Reedsport, OR, a city of approximately 4,154 people, is situated on the estuary of the Umpqua River and is named after a local settler who founded the city in 1912, Alfred W. Reed.

Reedsport, OR. Image Source.

At that time, the Southern Pacific Railroad lines extending south to Coos Bay led to the development of Reedsport, which was originally a camp for railroad construction workers before the post office was established that same year.

Like many communities on the coast of Oregon, Reedsport historically was economically dependent on Oregon’s timber industry and has been subsequently impacted by the industry’s decline. In the past two decades, however, Reedsport has experienced an increase in tourism due to various nearby points of interest and the large amount of outdoor recreational opportunities available. The Umpqua River supports one of the largest recreational fishing ports on the coast of Oregon and is the largest river between Sacramento and the Columbia.
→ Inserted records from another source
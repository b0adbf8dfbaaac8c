//! Subscription Optimization Insight
//!
//! Surfaces zombie subscriptions and what cancelling them would save.

use crate::detect::{total_potential_savings, zombies};

use super::engine::{InsightContext, InsightRule};
use super::types::{Insight, InsightKind, InsightSource};

pub struct SubscriptionOptimizerInsight;

impl InsightRule for SubscriptionOptimizerInsight {
    fn id(&self) -> InsightSource {
        InsightSource::Subscriptions
    }

    fn name(&self) -> &'static str {
        "Subscription Optimization"
    }

    fn evaluate(&self, ctx: &InsightContext<'_>) -> Option<Insight> {
        let zombie_count = zombies(ctx.subscriptions).len();
        if zombie_count == 0 {
            return None;
        }

        let savings = total_potential_savings(ctx.subscriptions);

        Some(Insight::new(
            self.id(),
            InsightKind::Suggestion,
            "Subscription Optimization",
            format!(
                "Found {} underutilized subscriptions. You could save up to ${:.2}/year.",
                zombie_count, savings
            ),
            "🧟",
        ))
    }
}
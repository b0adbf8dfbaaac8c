//! Insight Engine - natural-language financial findings
//!
//! Turns the derived aggregates into short findings for the dashboard. The
//! engine runs an ordered list of rules; the order is the display order.
//!
//! ## Built-in Rules
//!
//! - **Savings Rate** - Always present when any month exists
//! - **Subscription Optimization** - Present when zombie subscriptions exist
//! - **Spending Trend** - Spike or reduction between the last two months
//! - **Top Category** - The single highest-spend category
//!
//! ## Usage
//!
//! ```rust,ignore
//! use flowcast_core::insights::InsightEngine;
//!
//! let engine = InsightEngine::new();
//! let insights = engine.generate(&transactions, &monthly, &subscriptions);
//! ```

pub mod engine;
pub mod savings_rate;
pub mod spending_trend;
pub mod subscription_optimizer;
pub mod top_category;
pub mod types;

pub use engine::{InsightContext, InsightEngine, InsightRule};
pub use savings_rate::SavingsRateInsight;
pub use spending_trend::SpendingTrendInsight;
pub use subscription_optimizer::SubscriptionOptimizerInsight;
pub use top_category::TopCategoryInsight;
pub use types::{Insight, InsightKind, InsightSource};

use crate::models::{MonthlyAggregate, SubscriptionRecord, Transaction};

/// Generate insights with the built-in rules and default thresholds
pub fn generate_insights(
    transactions: &[Transaction],
    monthly: &[MonthlyAggregate],
    subscriptions: &[SubscriptionRecord],
) -> Vec<Insight> {
    InsightEngine::new().generate(transactions, monthly, subscriptions)
}

/// Round a percentage to one decimal place, the precision it is shown at
pub(crate) fn round_to_tenth(value: f64) -> f64 {
    (value * 10.0).round() / 10.0
}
The Umpqua River Bridge, Reedsport, OR. Image Source.

Reedsport also sits in the heart of the Oregon Dunes National Recreational Area; therefore there are many opportunities to explore, hike, ATV, and more on the Dunes.

Reedsport is arguably most notably known for the famous Dean Creek Elk Viewing area, which is just three miles east of town on Highway 38. The Dean Creek Elk Viewing area is owned and managed by the Bureau of Land Management and is a popular stop for tourists along the highway. Throughout the year, visitors are treated to up-close views of Roosevelt elk grazing and resting in their resident meadow. Roosevelt elk are the largest of the four North American elk subspecies.
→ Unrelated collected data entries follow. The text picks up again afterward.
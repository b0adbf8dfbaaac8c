//! Top Category Insight

use super::engine::{InsightContext, InsightRule};
use super::types::{Insight, InsightKind, InsightSource};

pub struct TopCategoryInsight;

impl InsightRule for TopCategoryInsight {
    fn id(&self) -> InsightSource {
        InsightSource::TopCategory
    }

    fn name(&self) -> &'static str {
        "Top Spending Category"
    }

    fn evaluate(&self, ctx: &InsightContext<'_>) -> Option<Insight> {
        let top = ctx.categories.first()?;

        Some(Insight::new(
            self.id(),
            InsightKind::Info,
            "Top Spending Category",
            format!(
                "{} accounts for ${:.2} of your expenses across {} transactions.",
                top.category, top.amount, top.count
            ),
            "🏷️",
        ))
    }
}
Roosevelt elk at the Dean Creek Wildlife Area, Reedsport, OR. Image source.

The herd at the Dean Creek Elk Viewing area sometimes reaches as many as 120 elk, and other wildlife that visitors often see include beavers, muskrat, mallards, Canada geese, and great blue heron. To learn more about the Dean Creek Viewing area, visit the Oregon Department of Fish & Wildlife’s visitor guide.

Florence, OR is a coastal city located at the mouth of the Siuslaw River about midway between Newport and Coos Bay. With a population of approximately 8,466 people, Florence is a historic riverfront town that provides a diverse array of activities for locals and visitors.

Heceta Head Lighthouse. Image Source.

While the logging, commercial fishing, and agricultural industries have served as the historical pillars of Florence’s economy, tourism is becoming increasingly significant. There are a variety of businesses, points of interests, and parks in and around Florence that offer unique experiences and outdoor recreation. One can enjoy headliner entertainment at the Florence Events Center or Three Rivers Casino Resort after exploring the Heceta Head Lighthouse State Scenic Viewpoint and the Heceta Head Assistant Keeper’s House. The park features a seven mile network of hiking paths that join the short hike to the lighthouse. The Keeper’s House functions as both an interpretive center and a bed and breakfast. Guided tours are offered by knowledgeable docents during the summer to educate visitor’s about the iconic lighthouse and its rich history.

The Sea Lion Caves. Image Source.

A must see attraction located fifteen minutes from the Florence city center is North America’s largest sea cave, which is a privately owned wildlife preserve and bird sanctuary, and is inhabited throughout the year by as many as 200 Stellar sea lions. Visitors can take an elevator ride descending 200 feet down into the Sea Lion Caves, which is as tall as a 12-story building and as wide as a football field. As the Sea Lion Caves are part of the Oregon/Cape Perpetua Marine Reserve, the Caves are not a zoo; the wild animals are protected and come and go as they please and follow their natural . During the summer, the sea lions can be found lounging in the rookery areas (along the rock ledges outside) with their young. In the fall and winter, they can be found inside the cave’s natural amphitheater. This sea cave is the only known mainland home of wild sea lions in the world and is a must see for visitors of Florence.